#### [What you will do]
Give the total of lines holding the word "FailureLimit" in the records below, and nothing else.

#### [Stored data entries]
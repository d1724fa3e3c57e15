//! Frame extractor for accumulating partial reads.
//!
//! Implements a state machine for handling fragmented frames:
//! - `WaitingForHeader`: collecting the 14 header bytes, possibly over many calls
//! - `WaitingForPayload`: header decoded, filling the padded payload buffer
//!
//! Completed frames go to the bound [`MessageSink`]. Used standalone,
//! [`FrameExtractor::push`] returns them directly instead.
//!
//! # Example
//!
//! ```
//! use chunkwire::filter::FrameExtractor;
//! use chunkwire::protocol::build_frame;
//!
//! let wire = build_frame(1, 2, 1, b"hello").unwrap();
//! let mut extractor = FrameExtractor::new();
//!
//! // Data arrives in chunks from socket
//! assert!(extractor.push(&wire[..9]).unwrap().is_empty());
//! let frames = extractor.push(&wire[9..]).unwrap();
//! assert_eq!(frames[0].payload(), b"hello");
//! ```

use bytes::BytesMut;

use super::{Filter, MessageSink};
use crate::error::Result;
use crate::protocol::{Frame, HEADER_SIZE};

/// State machine for frame parsing.
#[derive(Debug)]
enum State {
    /// Collecting header bytes.
    WaitingForHeader {
        buf: [u8; HEADER_SIZE],
        filled: usize,
    },
    /// Header parsed, waiting for payload bytes.
    WaitingForPayload(Frame),
}

impl State {
    fn fresh() -> Self {
        State::WaitingForHeader {
            buf: [0; HEADER_SIZE],
            filled: 0,
        }
    }
}

/// Final pipeline stage that cuts the byte stream into frames.
#[derive(Debug)]
pub struct FrameExtractor {
    state: State,
    sink: Option<MessageSink>,
}

impl FrameExtractor {
    /// Create an extractor waiting for its first header.
    pub fn new() -> Self {
        Self {
            state: State::fresh(),
            sink: None,
        }
    }

    /// Feed bytes and return every frame they complete.
    ///
    /// # Errors
    ///
    /// Propagates header validation failures. The in-progress frame and the
    /// remainder of `data` are discarded; the next call starts a new header.
    pub fn push(&mut self, data: &[u8]) -> Result<Vec<Frame>> {
        let mut frames = Vec::new();
        self.feed(data, &mut frames)?;
        Ok(frames)
    }

    /// Whether a partial header or payload is buffered.
    pub fn is_mid_frame(&self) -> bool {
        match &self.state {
            State::WaitingForHeader { filled, .. } => *filled > 0,
            State::WaitingForPayload(_) => true,
        }
    }

    /// Drop any partial frame and wait for a new header.
    pub fn reset(&mut self) {
        self.state = State::fresh();
    }

    fn feed(&mut self, mut data: &[u8], frames: &mut Vec<Frame>) -> Result<()> {
        while !data.is_empty() {
            match &mut self.state {
                State::WaitingForHeader { buf, filled } => {
                    let take = (HEADER_SIZE - *filled).min(data.len());
                    buf[*filled..*filled + take].copy_from_slice(&data[..take]);
                    *filled += take;
                    data = &data[take..];

                    if *filled < HEADER_SIZE {
                        return Ok(());
                    }

                    let decoded = Frame::decode_header(&buf[..]);
                    self.state = State::fresh();
                    let frame = decoded?;

                    if frame.is_complete() {
                        frames.push(frame);
                    } else {
                        self.state = State::WaitingForPayload(frame);
                    }
                }

                State::WaitingForPayload(frame) => {
                    let take = frame.remaining_capacity().min(data.len());
                    if let Err(e) = frame.write_payload(&data[..take]) {
                        self.state = State::fresh();
                        return Err(e);
                    }
                    data = &data[take..];

                    if frame.is_complete() {
                        if let State::WaitingForPayload(frame) =
                            std::mem::replace(&mut self.state, State::fresh())
                        {
                            frames.push(frame);
                        }
                    }
                }
            }
        }
        Ok(())
    }

    fn deliver(&self, frames: Vec<Frame>) -> Result<()> {
        if frames.is_empty() {
            return Ok(());
        }
        match &self.sink {
            Some(sink) => {
                for frame in frames {
                    sink.deliver(frame)?;
                }
                Ok(())
            }
            None => {
                tracing::warn!(dropped = frames.len(), "no message sink bound, dropping frames");
                Ok(())
            }
        }
    }
}

impl Default for FrameExtractor {
    fn default() -> Self {
        Self::new()
    }
}

impl Filter for FrameExtractor {
    fn transform(&mut self, data: &mut BytesMut) -> Result<()> {
        let input = data.split();
        let mut frames = Vec::new();
        let fed = self.feed(&input, &mut frames);
        // Frames completed before a failure still go out.
        self.deliver(frames)?;
        fed
    }

    fn set_message_sink(&mut self, sink: Option<MessageSink>) {
        self.sink = sink;
    }

    fn name(&self) -> &'static str {
        "frame"
    }
}
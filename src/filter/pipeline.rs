//! Ordered chain of filters.

use bytes::BytesMut;

use super::{Filter, MessageSink};
use crate::error::Result;

/// An ordered chain of [`Filter`]s fed from a connection's socket bytes.
///
/// `write` passes the input through each stage in turn. An empty output
/// from any stage ends the call early without error (that stage needs
/// more input). The first error ends the call and is returned.
#[derive(Default)]
pub struct FilterPipeline {
    filters: Vec<Box<dyn Filter>>,
    sink: Option<MessageSink>,
    scratch: BytesMut,
}

impl FilterPipeline {
    /// Create an empty pipeline (bytes pass through unchanged).
    pub fn new() -> Self {
        Self::default()
    }

    /// Append a stage, binding the current message sink to it.
    pub fn append<F: Filter>(&mut self, filter: F) -> &mut Self {
        self.append_boxed(Box::new(filter))
    }

    /// Append an already boxed stage.
    pub fn append_boxed(&mut self, mut filter: Box<dyn Filter>) -> &mut Self {
        filter.set_message_sink(self.sink.clone());
        self.filters.push(filter);
        self
    }

    /// Builder-style [`append`](Self::append).
    pub fn with<F: Filter>(mut self, filter: F) -> Self {
        self.append(filter);
        self
    }

    /// Bind (or with `None`, unbind) the sink on every stage that emits frames.
    pub fn set_message_sink(&mut self, sink: Option<MessageSink>) {
        for filter in &mut self.filters {
            filter.set_message_sink(sink.clone());
        }
        self.sink = sink;
    }

    /// The currently bound sink.
    pub fn message_sink(&self) -> Option<&MessageSink> {
        self.sink.as_ref()
    }

    /// Push `input` through the chain and return the last stage's output.
    pub fn write(&mut self, input: &[u8]) -> Result<BytesMut> {
        self.scratch.clear();
        self.scratch.extend_from_slice(input);

        for filter in &mut self.filters {
            if let Err(e) = filter.transform(&mut self.scratch) {
                tracing::warn!(filter = filter.name(), error = %e, "filter failed");
                return Err(e);
            }
            if self.scratch.is_empty() {
                break;
            }
        }

        Ok(self.scratch.split())
    }

    /// Number of stages.
    pub fn len(&self) -> usize {
        self.filters.len()
    }

    /// Whether the pipeline has no stages.
    pub fn is_empty(&self) -> bool {
        self.filters.is_empty()
    }

    /// Stage names in order.
    pub fn names(&self) -> Vec<&'static str> {
        self.filters.iter().map(|f| f.name()).collect()
    }
}

impl std::fmt::Debug for FilterPipeline {
    fn fmt(&self, f: &mut std::fmt::Formatter<'_>) -> std::fmt::Result {
        f.debug_struct("FilterPipeline")
            .field("filters", &self.names())
            .field("sink_bound", &self.sink.is_some())
            .finish()
    }
}
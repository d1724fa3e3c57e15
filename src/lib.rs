//! # chunkwire
//!
//! Framework for TCP servers speaking a chunk-framed binary protocol.
//!
//! Incoming bytes pass through a per-connection chain of stream filters
//! (text decoding, stream ciphers, frame extraction) before they become
//! discrete [`Frame`](protocol::Frame)s. Frames from all connections in a
//! group land on one channel and are handed to a handler, typically a
//! [`Dispatcher`] that runs them with bounded concurrency.
//!
//! ## Architecture
//!
//! - **Protocol**: 14-byte little-endian header, payload padded to 8 bytes
//! - **Filters**: stateful transforms chained in a [`FilterPipeline`](filter::FilterPipeline)
//! - **Connection**: one socket, one pipeline, one read task
//! - **Group**: connections sharing a message channel and dispatch loop
//! - **Dispatcher**: semaphore-bounded worker pool with drain on stop
//! - **Manager**: accept loop, grouping policy, shutdown
//!
//! ## Example
//!
//! ```no_run
//! use std::sync::Arc;
//!
//! use chunkwire::filter::{Base64DecodeFilter, FilterPipeline, FrameExtractor, XorFilter};
//! use chunkwire::handler::handler_fn;
//! use chunkwire::manager::AllInOnePolicy;
//! use chunkwire::{ConnectionManager, Dispatcher, ServerConfig};
//!
//! #[tokio::main]
//! async fn main() -> chunkwire::Result<()> {
//!     let config = ServerConfig::default();
//!     let dispatcher = Dispatcher::new("workers", config.dispatcher_concurrency, handler_fn(|frame| async move {
//!         println!("{}", frame);
//!         Ok(())
//!     }));
//!     dispatcher.start()?;
//!
//!     let policy = AllInOnePolicy::default();
//!     policy.group().set_handler(Arc::new(dispatcher.clone()));
//!
//!     let listener = tokio::net::TcpListener::bind(&config.listen_addr).await?;
//!     let manager = ConnectionManager::new(config)
//!         .with_policy(policy)
//!         .with_pipeline_factory(|| {
//!             let mut pipeline = FilterPipeline::new();
//!             pipeline.append(Base64DecodeFilter::new());
//!             if let Ok(xor) = XorFilter::new([0xFF]) {
//!                 pipeline.append(xor);
//!             }
//!             pipeline.append(FrameExtractor::new());
//!             pipeline
//!         });
//!
//!     manager.start(listener).await?;
//!     dispatcher.shutdown().await
//! }
//! ```

pub mod config;
pub mod connection;
pub mod dispatcher;
pub mod error;
pub mod filter;
pub mod group;
pub mod handler;
pub mod lifecycle;
pub mod manager;
pub mod protocol;

pub use config::{ConnectionConfig, ServerConfig};
pub use connection::{Connection, ConnectionId, TcpConnection};
pub use dispatcher::Dispatcher;
pub use error::{ChunkwireError, Result};
pub use group::ConnectionGroup;
pub use handler::FrameHandler;
pub use manager::ConnectionManager;
//! Connections and the per-connection read loop.
//!
//! A connection owns one byte stream and one [`FilterPipeline`]. Starting it
//! spawns a read task that feeds socket bytes through the pipeline; frames
//! the pipeline completes surface on whatever [`MessageSink`] the owning
//! group has bound.
//!
//! The read loop uses a buffer of twice the configured read size. Each read
//! lands in the half starting at the current offset; once the offset passes
//! the midpoint it wraps to zero, so consumed bytes are never copied.
//!
//! Read errors are counted and the loop ends once the configured limit is
//! reached. A successful read resets the count. Pipeline errors are logged
//! and never end the loop on their own.

use std::fmt;
use std::net::SocketAddr;
use std::sync::atomic::{AtomicU64, Ordering};
use std::sync::Arc;

use bytes::Bytes;
use parking_lot::Mutex;
use tokio::io::{AsyncRead, AsyncReadExt, AsyncWrite, AsyncWriteExt};
use tokio::net::tcp::{OwnedReadHalf, OwnedWriteHalf};
use tokio::net::TcpStream;
use tokio_util::sync::CancellationToken;

use crate::config::ConnectionConfig;
use crate::error::{ChunkwireError, Result};
use crate::filter::{FilterPipeline, MessageSink};
use crate::handler::BoxFuture;

static NEXT_CONNECTION_ID: AtomicU64 = AtomicU64::new(1);

/// Process-unique connection identifier.
#[derive(Debug, Clone, Copy, PartialEq, Eq, Hash, PartialOrd, Ord)]
pub struct ConnectionId(u64);

impl ConnectionId {
    /// Allocate the next identifier.
    pub fn next() -> Self {
        Self(NEXT_CONNECTION_ID.fetch_add(1, Ordering::Relaxed))
    }

    /// Wrap a raw value.
    pub const fn from_raw(raw: u64) -> Self {
        Self(raw)
    }

    /// The raw value.
    pub const fn as_u64(self) -> u64 {
        self.0
    }
}

impl fmt::Display for ConnectionId {
    fn fmt(&self, f: &mut fmt::Formatter<'_>) -> fmt::Result {
        write!(f, "{}", self.0)
    }
}

/// One live peer, as seen by groups and the manager.
pub trait Connection: Send + Sync + 'static {
    /// Identifier used as the group membership key.
    fn id(&self) -> ConnectionId;

    /// Bind or unbind the destination for decoded frames.
    fn set_message_sink(&self, sink: Option<MessageSink>);

    /// Start reading from the peer.
    fn start(&self) -> Result<()>;

    /// Write raw bytes to the peer. Returns the number written.
    fn write(&self, data: Bytes) -> BoxFuture<'_, Result<usize>>;

    /// Close the connection. Closing twice is not an error.
    fn close(&self) -> BoxFuture<'_, Result<()>>;
}

/// Connection lifecycle; each transition happens at most once.
#[derive(Debug, Clone, Copy, PartialEq, Eq)]
pub enum ConnectionState {
    NotStarted,
    Running,
    Closed,
}

/// Why a read loop ended.
#[derive(Debug, Clone, Copy, PartialEq, Eq)]
pub enum ReadLoopExit {
    /// The peer closed its side.
    EndOfStream,
    /// Too many consecutive read errors.
    FailureLimit { failures: u32 },
    /// The connection was closed locally.
    Closed,
}

/// A [`Connection`] over any split async byte stream.
pub struct StreamConnection<R, W> {
    id: ConnectionId,
    peer_addr: Option<SocketAddr>,
    config: ConnectionConfig,
    state: Mutex<ConnectionState>,
    reader: Mutex<Option<R>>,
    writer: tokio::sync::Mutex<Option<W>>,
    pipeline: Arc<Mutex<FilterPipeline>>,
    cancel: CancellationToken,
    read_done: CancellationToken,
    exit: Arc<Mutex<Option<ReadLoopExit>>>,
}

/// A connection over a TCP socket.
pub type TcpConnection = StreamConnection<OwnedReadHalf, OwnedWriteHalf>;

impl TcpConnection {
    /// Take ownership of an accepted socket.
    pub fn from_tcp(stream: TcpStream, pipeline: FilterPipeline, config: ConnectionConfig) -> Self {
        let peer_addr = stream.peer_addr().ok();
        let (reader, writer) = stream.into_split();
        let mut conn = Self::from_split(reader, writer, pipeline, config);
        conn.peer_addr = peer_addr;
        conn
    }
}

impl<R, W> StreamConnection<R, W>
where
    R: AsyncRead + Unpin + Send + 'static,
    W: AsyncWrite + Unpin + Send + 'static,
{
    /// Build a connection from separate read and write halves.
    pub fn from_split(reader: R, writer: W, pipeline: FilterPipeline, config: ConnectionConfig) -> Self {
        Self {
            id: ConnectionId::next(),
            peer_addr: None,
            config,
            state: Mutex::new(ConnectionState::NotStarted),
            reader: Mutex::new(Some(reader)),
            writer: tokio::sync::Mutex::new(Some(writer)),
            pipeline: Arc::new(Mutex::new(pipeline)),
            cancel: CancellationToken::new(),
            read_done: CancellationToken::new(),
            exit: Arc::new(Mutex::new(None)),
        }
    }

    /// Remote address, when the stream is a socket.
    pub fn peer_addr(&self) -> Option<SocketAddr> {
        self.peer_addr
    }

    /// Current lifecycle state.
    pub fn state(&self) -> ConnectionState {
        *self.state.lock()
    }

    /// Resolves once the read loop has ended, for whatever reason.
    ///
    /// Never resolves if the connection is never started.
    pub async fn read_stopped(&self) {
        self.read_done.cancelled().await
    }

    /// Why the read loop ended, once it has.
    pub fn read_exit(&self) -> Option<ReadLoopExit> {
        *self.exit.lock()
    }

    fn spawn_read_loop(&self, reader: R) {
        let id = self.id;
        let pipeline = self.pipeline.clone();
        let config = self.config;
        let cancel = self.cancel.clone();
        let done = self.read_done.clone();
        let exit = self.exit.clone();

        tokio::spawn(async move {
            let reason = read_loop(id, reader, pipeline, config, cancel).await;
            match reason {
                ReadLoopExit::FailureLimit { failures } => {
                    tracing::warn!(connection = %id, failures, "read loop gave up");
                }
                _ => tracing::debug!(connection = %id, ?reason, "read loop ended"),
            }
            *exit.lock() = Some(reason);
            done.cancel();
        });
    }
}

impl<R, W> Connection for StreamConnection<R, W>
where
    R: AsyncRead + Unpin + Send + 'static,
    W: AsyncWrite + Unpin + Send + 'static,
{
    fn id(&self) -> ConnectionId {
        self.id
    }

    fn set_message_sink(&self, sink: Option<MessageSink>) {
        self.pipeline.lock().set_message_sink(sink);
    }

    fn start(&self) -> Result<()> {
        {
            let mut state = self.state.lock();
            match *state {
                ConnectionState::NotStarted => *state = ConnectionState::Running,
                ConnectionState::Running => return Err(ChunkwireError::AlreadyStarted),
                ConnectionState::Closed => return Err(ChunkwireError::ConnectionClosed),
            }
        }
        let reader = self.reader.lock().take().ok_or(ChunkwireError::AlreadyStarted)?;
        self.spawn_read_loop(reader);
        Ok(())
    }

    fn write(&self, data: Bytes) -> BoxFuture<'_, Result<usize>> {
        Box::pin(async move {
            let mut guard = self.writer.lock().await;
            let writer = guard.as_mut().ok_or(ChunkwireError::ConnectionClosed)?;
            writer.write_all(&data).await?;
            writer.flush().await?;
            Ok(data.len())
        })
    }

    fn close(&self) -> BoxFuture<'_, Result<()>> {
        Box::pin(async move {
            *self.state.lock() = ConnectionState::Closed;
            self.cancel.cancel();
            self.reader.lock().take();

            let writer = self.writer.lock().await.take();
            if let Some(mut writer) = writer {
                tracing::debug!(connection = %self.id, "closing connection");
                writer.shutdown().await?;
            }
            Ok(())
        })
    }
}

impl<R, W> fmt::Debug for StreamConnection<R, W> {
    fn fmt(&self, f: &mut fmt::Formatter<'_>) -> fmt::Result {
        f.debug_struct("StreamConnection")
            .field("id", &self.id)
            .field("peer_addr", &self.peer_addr)
            .field("state", &*self.state.lock())
            .finish()
    }
}

async fn read_loop<R: AsyncRead + Unpin>(
    id: ConnectionId,
    mut reader: R,
    pipeline: Arc<Mutex<FilterPipeline>>,
    config: ConnectionConfig,
    cancel: CancellationToken,
) -> ReadLoopExit {
    let half = config.read_buffer_size.max(1);
    let mut buf = vec![0u8; half * 2];
    let mut offset = 0;
    let mut failures = 0u32;

    loop {
        let read = tokio::select! {
            biased;
            _ = cancel.cancelled() => return ReadLoopExit::Closed,
            read = reader.read(&mut buf[offset..offset + half]) => read,
        };

        match read {
            Ok(0) => return ReadLoopExit::EndOfStream,
            Ok(n) => {
                failures = 0;
                // The pipeline logs the failing stage; the stream carries on.
                if let Err(e) = pipeline.lock().write(&buf[offset..offset + n]) {
                    tracing::debug!(connection = %id, error = %e, "dropped input after pipeline error");
                }
                offset += n;
                if offset >= half {
                    offset = 0;
                }
            }
            Err(e) => {
                failures += 1;
                tracing::warn!(connection = %id, failures, error = %e, "read failed");
                if failures >= config.read_failure_limit {
                    return ReadLoopExit::FailureLimit { failures };
                }
            }
        }
    }
}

#### [Task solution]
3